[Extracted records]
————————

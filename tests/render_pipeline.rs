/// End-to-end frame tests: terrain -> selection -> draw list -> blit.
use glam::IVec2;
use isovoxel::projection::Rotation;
use isovoxel::rendering::{build_draw_list, Framebuffer, Renderer, SpriteSheet};
use isovoxel::voxel::{update_chunk_visibility, Block, BlockType, Chunk};
use isovoxel::{Camera, TerrainGenerator, World, WorldConfig};

const SKY: u32 = 0xFF87CEEB;
const FB_WIDTH: u32 = 160;
const FB_HEIGHT: u32 = 120;

fn render(world: &World, camera: &Camera, framebuffer: &mut Framebuffer) {
    let renderer = Renderer::new(SpriteSheet::builtin(), world.config().tile_size);
    framebuffer.clear(SKY);
    let selected = world.visible_chunks(camera, framebuffer.width as u32, framebuffer.height as u32);
    let entries = build_draw_list(&selected, camera.yaw);
    renderer.draw(&entries, camera, framebuffer);
}

fn painted_pixels(framebuffer: &Framebuffer) -> usize {
    framebuffer
        .color_buffer_slice()
        .iter()
        .filter(|&&c| c != SKY)
        .count()
}

#[test]
fn perlin_world_paints_terrain_over_sky() {
    let config = WorldConfig {
        chunks_x: 2,
        chunks_y: 2,
        ..Default::default()
    };
    let world = TerrainGenerator::new(42, config).generate();
    let camera = Camera::new();
    let mut framebuffer = Framebuffer::new(FB_WIDTH as usize, FB_HEIGHT as usize);

    render(&world, &camera, &mut framebuffer);

    let painted = painted_pixels(&framebuffer);
    let total = framebuffer.color_buffer_slice().len();
    println!(
        "[PIPELINE] painted {} of {} pixels ({:.1}%)",
        painted,
        total,
        painted as f64 / total as f64 * 100.0
    );
    assert!(painted > 0, "terrain must reach the framebuffer");
    assert!(painted < total, "the sky above the terrain must survive");
}

#[test]
fn single_block_covers_exactly_its_dest_rect() {
    let config = WorldConfig {
        chunks_x: 1,
        chunks_y: 1,
        ..Default::default()
    };
    let mut chunk = Chunk::air(IVec2::ZERO, config.chunk_dims());
    chunk.set(1, 2, 3, Block::new(BlockType::Grass));
    update_chunk_visibility(&mut chunk);
    let world = World::new(config, vec![chunk]);
    let camera = Camera::new();
    let mut framebuffer = Framebuffer::new(FB_WIDTH as usize, FB_HEIGHT as usize);

    render(&world, &camera, &mut framebuffer);

    // Anchor (2*16, 3*16 - 1*16) = (32, 32), dest 17x32. The builtin
    // sheet has no transparent texels, so the rect fills completely.
    for y in 0..FB_HEIGHT as usize {
        for x in 0..FB_WIDTH as usize {
            let inside = (32..49).contains(&x) && (32..64).contains(&y);
            let color = framebuffer.pixel(x, y);
            if inside {
                assert_ne!(color, SKY, "unpainted texel at ({}, {})", x, y);
            } else {
                assert_eq!(color, SKY, "stray paint at ({}, {})", x, y);
            }
        }
    }
}

#[test]
fn four_quarter_turns_reproduce_the_frame() {
    let config = WorldConfig {
        chunks_x: 2,
        chunks_y: 2,
        ..Default::default()
    };
    let world = TerrainGenerator::new(7, config).generate();
    let mut camera = Camera::new();
    camera.pan(IVec2::new(40, 25));

    let mut first = Framebuffer::new(FB_WIDTH as usize, FB_HEIGHT as usize);
    render(&world, &camera, &mut first);

    for _ in 0..4 {
        camera.rotate_cw();
    }
    let mut second = Framebuffer::new(FB_WIDTH as usize, FB_HEIGHT as usize);
    render(&world, &camera, &mut second);

    assert_eq!(camera.yaw, Rotation::R0);
    assert_eq!(first.color_buffer_slice(), second.color_buffer_slice());
}

#[test]
fn block_rotation_field_does_not_affect_the_frame() {
    let config = WorldConfig {
        chunks_x: 1,
        chunks_y: 1,
        ..Default::default()
    };

    let mut plain = Chunk::air(IVec2::ZERO, config.chunk_dims());
    let mut turned = Chunk::air(IVec2::ZERO, config.chunk_dims());
    for (level, x, y, block_type) in [
        (0, 4, 4, BlockType::Bedrock),
        (1, 4, 4, BlockType::Stone),
        (2, 4, 4, BlockType::Grass),
        (0, 7, 2, BlockType::Dirt),
    ] {
        plain.set(level, x, y, Block::new(block_type));
        turned.set(level, x, y, Block::with_rotation(block_type, Rotation::R180));
    }
    update_chunk_visibility(&mut plain);
    update_chunk_visibility(&mut turned);

    let camera = Camera::new();
    let mut plain_fb = Framebuffer::new(FB_WIDTH as usize, FB_HEIGHT as usize);
    render(&World::new(config.clone(), vec![plain]), &camera, &mut plain_fb);
    let mut turned_fb = Framebuffer::new(FB_WIDTH as usize, FB_HEIGHT as usize);
    render(&World::new(config, vec![turned]), &camera, &mut turned_fb);

    assert_eq!(plain_fb.color_buffer_slice(), turned_fb.color_buffer_slice());
}

#[test]
fn spriteless_blocks_blit_nothing() {
    let config = WorldConfig {
        chunks_x: 1,
        chunks_y: 1,
        ..Default::default()
    };
    let mut chunk = Chunk::air(IVec2::ZERO, config.chunk_dims());
    // Glass never passes the visibility rule, so force it into the
    // draw list to pin down the renderer's skip path.
    let mut glass = Block::new(BlockType::Glass);
    glass.visible = true;
    chunk.set(2, 5, 5, glass);
    let world = World::new(config, vec![chunk]);
    let camera = Camera::new();
    let mut framebuffer = Framebuffer::new(FB_WIDTH as usize, FB_HEIGHT as usize);

    render(&world, &camera, &mut framebuffer);

    assert_eq!(painted_pixels(&framebuffer), 0);
}

#[test]
fn blocks_clip_cleanly_at_every_frame_edge() {
    let config = WorldConfig {
        chunks_x: 1,
        chunks_y: 1,
        ..Default::default()
    };
    let world = TerrainGenerator::new(99, config).generate();
    // Offset by a fraction of a tile: the left column and the raised
    // terrain clip at the top-left, the far rows run off bottom-right.
    let mut camera = Camera::new();
    camera.pan(IVec2::new(8, 20));
    let mut framebuffer = Framebuffer::new(FB_WIDTH as usize, FB_HEIGHT as usize);

    render(&world, &camera, &mut framebuffer);

    assert!(painted_pixels(&framebuffer) > 0);
}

————————

Please output all the lines above exactly as given.

**SOLUTION TO THE PROBLEM:**
filename tests/render_pipeline.rs
/// End-to-end frame tests: terrain -> selection -> draw list -> blit.
use glam::IVec2;
use isovoxel::projection::Rotation;
use isovoxel::rendering::{build_draw_list, Framebuffer, Renderer, SpriteSheet};
use isovoxel::voxel::{update_chunk_visibility, Block, BlockType, Chunk};
use isovoxel::{Camera, TerrainGenerator, World, WorldConfig};

const SKY: u32 = 0xFF87CEEB;
const FB_WIDTH: u32 = 160;
const FB_HEIGHT: u32 = 120;

fn render(world: &World, camera: &Camera, framebuffer: &mut Framebuffer) {
    let renderer = Renderer::new(SpriteSheet::builtin(), world.config().tile_size);
    framebuffer.clear(SKY);
    let selected = world.visible_chunks(camera, framebuffer.width as u32, framebuffer.height as u32);
    let entries = build_draw_list(&selected, camera.yaw);
    renderer.draw(&entries, camera, framebuffer);
}

fn painted_pixels(framebuffer: &Framebuffer) -> usize {
    framebuffer
        .color_buffer_slice()
        .iter()
        .filter(|&&c| c != SKY)
        .count()
}

#[test]
fn perlin_world_paints_terrain_over_sky() {
    let config = WorldConfig {
        chunks_x: 2,
        chunks_y: 2,
        ..Default::default()
    };
    let world = TerrainGenerator::new(42, config).generate();
    let camera = Camera::new();
    let mut framebuffer = Framebuffer::new(FB_WIDTH as usize, FB_HEIGHT as usize);

    render(&world, &camera, &mut framebuffer);

    let painted = painted_pixels(&framebuffer);
    let total = framebuffer.color_buffer_slice().len();
    println!(
        "[PIPELINE] painted {} of {} pixels ({:.1}%)",
        painted,
        total,
        painted as f64 / total as f64 * 100.0
    );
    assert!(painted > 0, "terrain must reach the framebuffer");
    assert!(painted < total, "the sky above the terrain must survive");
}

#[test]
fn single_block_covers_exactly_its_dest_rect() {
    let config = WorldConfig {
        chunks_x: 1,
        chunks_y: 1,
        ..Default::default()
    };
    let mut chunk = Chunk::air(IVec2::ZERO, config.chunk_dims());
    chunk.set(1, 2, 3, Block::new(BlockType::Grass));
    update_chunk_visibility(&mut chunk);
    let world = World::new(config, vec![chunk]);
    let camera = Camera::new();
    let mut framebuffer = Framebuffer::new(FB_WIDTH as usize, FB_HEIGHT as usize);

    render(&world, &camera, &mut framebuffer);

    // Anchor (2*16, 3*16 - 1*16) = (32, 32), dest 17x32. The builtin
    // sheet has no transparent texels, so the rect fills completely.
    for y in 0..FB_HEIGHT as usize {
        for x in 0..FB_WIDTH as usize {
            let inside = (32..49).contains(&x) && (32..64).contains(&y);
            let color = framebuffer.pixel(x, y);
            if inside {
                assert_ne!(color, SKY, "unpainted texel at ({}, {})", x, y);
            } else {
                assert_eq!(color, SKY, "stray paint at ({}, {})", x, y);
            }
        }
    }
}

#[test]
fn four_quarter_turns_reproduce_the_frame() {
    let config = WorldConfig {
        chunks_x: 2,
        chunks_y: 2,
        ..Default::default()
    };
    let world = TerrainGenerator::new(7, config).generate();
    let mut camera = Camera::new();
    camera.pan(IVec2::new(40, 25));

    let mut first = Framebuffer::new(FB_WIDTH as usize, FB_HEIGHT as usize);
    render(&world, &camera, &mut first);

    for _ in 0..4 {
        camera.rotate_cw();
    }
    let mut second = Framebuffer::new(FB_WIDTH as usize, FB_HEIGHT as usize);
    render(&world, &camera, &mut second);

    assert_eq!(camera.yaw, Rotation::R0);
    assert_eq!(first.color_buffer_slice(), second.color_buffer_slice());
}

#[test]
fn block_rotation_field_does_not_affect_the_frame() {
    let config = WorldConfig {
        chunks_x: 1,
        chunks_y: 1,
        ..Default::default()
    };

    let mut plain = Chunk::air(IVec2::ZERO, config.chunk_dims());
    let mut turned = Chunk::air(IVec2::ZERO, config.chunk_dims());
    for (level, x, y, block_type) in [
        (0, 4, 4, BlockType::Bedrock),
        (1, 4, 4, BlockType::Stone),
        (2, 4, 4, BlockType::Grass),
        (0, 7, 2, BlockType::Dirt),
    ] {
        plain.set(level, x, y, Block::new(block_type));
        turned.set(level, x, y, Block::with_rotation(block_type, Rotation::R180));
    }
    update_chunk_visibility(&mut plain);
    update_chunk_visibility(&mut turned);

    let camera = Camera::new();
    let mut plain_fb = Framebuffer::new(FB_WIDTH as usize, FB_HEIGHT as usize);
    render(&World::new(config.clone(), vec![plain]), &camera, &mut plain_fb);
    let mut turned_fb = Framebuffer::new(FB_WIDTH as usize, FB_HEIGHT as usize);
    render(&World::new(config, vec![turned]), &camera, &mut turned_fb);

    assert_eq!(plain_fb.color_buffer_slice(), turned_fb.color_buffer_slice());
}

#[test]
fn spriteless_blocks_blit_nothing() {
    let config = WorldConfig {
        chunks_x: 1,
        chunks_y: 1,
        ..Default::default()
    };
    let mut chunk = Chunk::air(IVec2::ZERO, config.chunk_dims());
    // Glass never passes the visibility rule, so force it into the
    // draw list to pin down the renderer's skip path.
    let mut glass = Block::new(BlockType::Glass);
    glass.visible = true;
    chunk.set(2, 5, 5, glass);
    let world = World::new(config, vec![chunk]);
    let camera = Camera::new();
    let mut framebuffer = Framebuffer::new(FB_WIDTH as usize, FB_HEIGHT as usize);

    render(&world, &camera, &mut framebuffer);

    assert_eq!(painted_pixels(&framebuffer), 0);
}

#[test]
fn blocks_clip_cleanly_at_every_frame_edge() {
    let config = WorldConfig {
        chunks_x: 1,
        chunks_y: 1,
        ..Default::default()
    };
    let world = TerrainGenerator::new(99, config).generate();
    // Offset by a fraction of a tile: the left column and the raised
    // terrain clip at the top-left, the far rows run off bottom-right.
    let mut camera = Camera::new();
    camera.pan(IVec2::new(8, 20));
    let mut framebuffer = Framebuffer::new(FB_WIDTH as usize, FB_HEIGHT as usize);

    render(&world, &camera, &mut framebuffer);

    assert!(painted_pixels(&framebuffer) > 0);
}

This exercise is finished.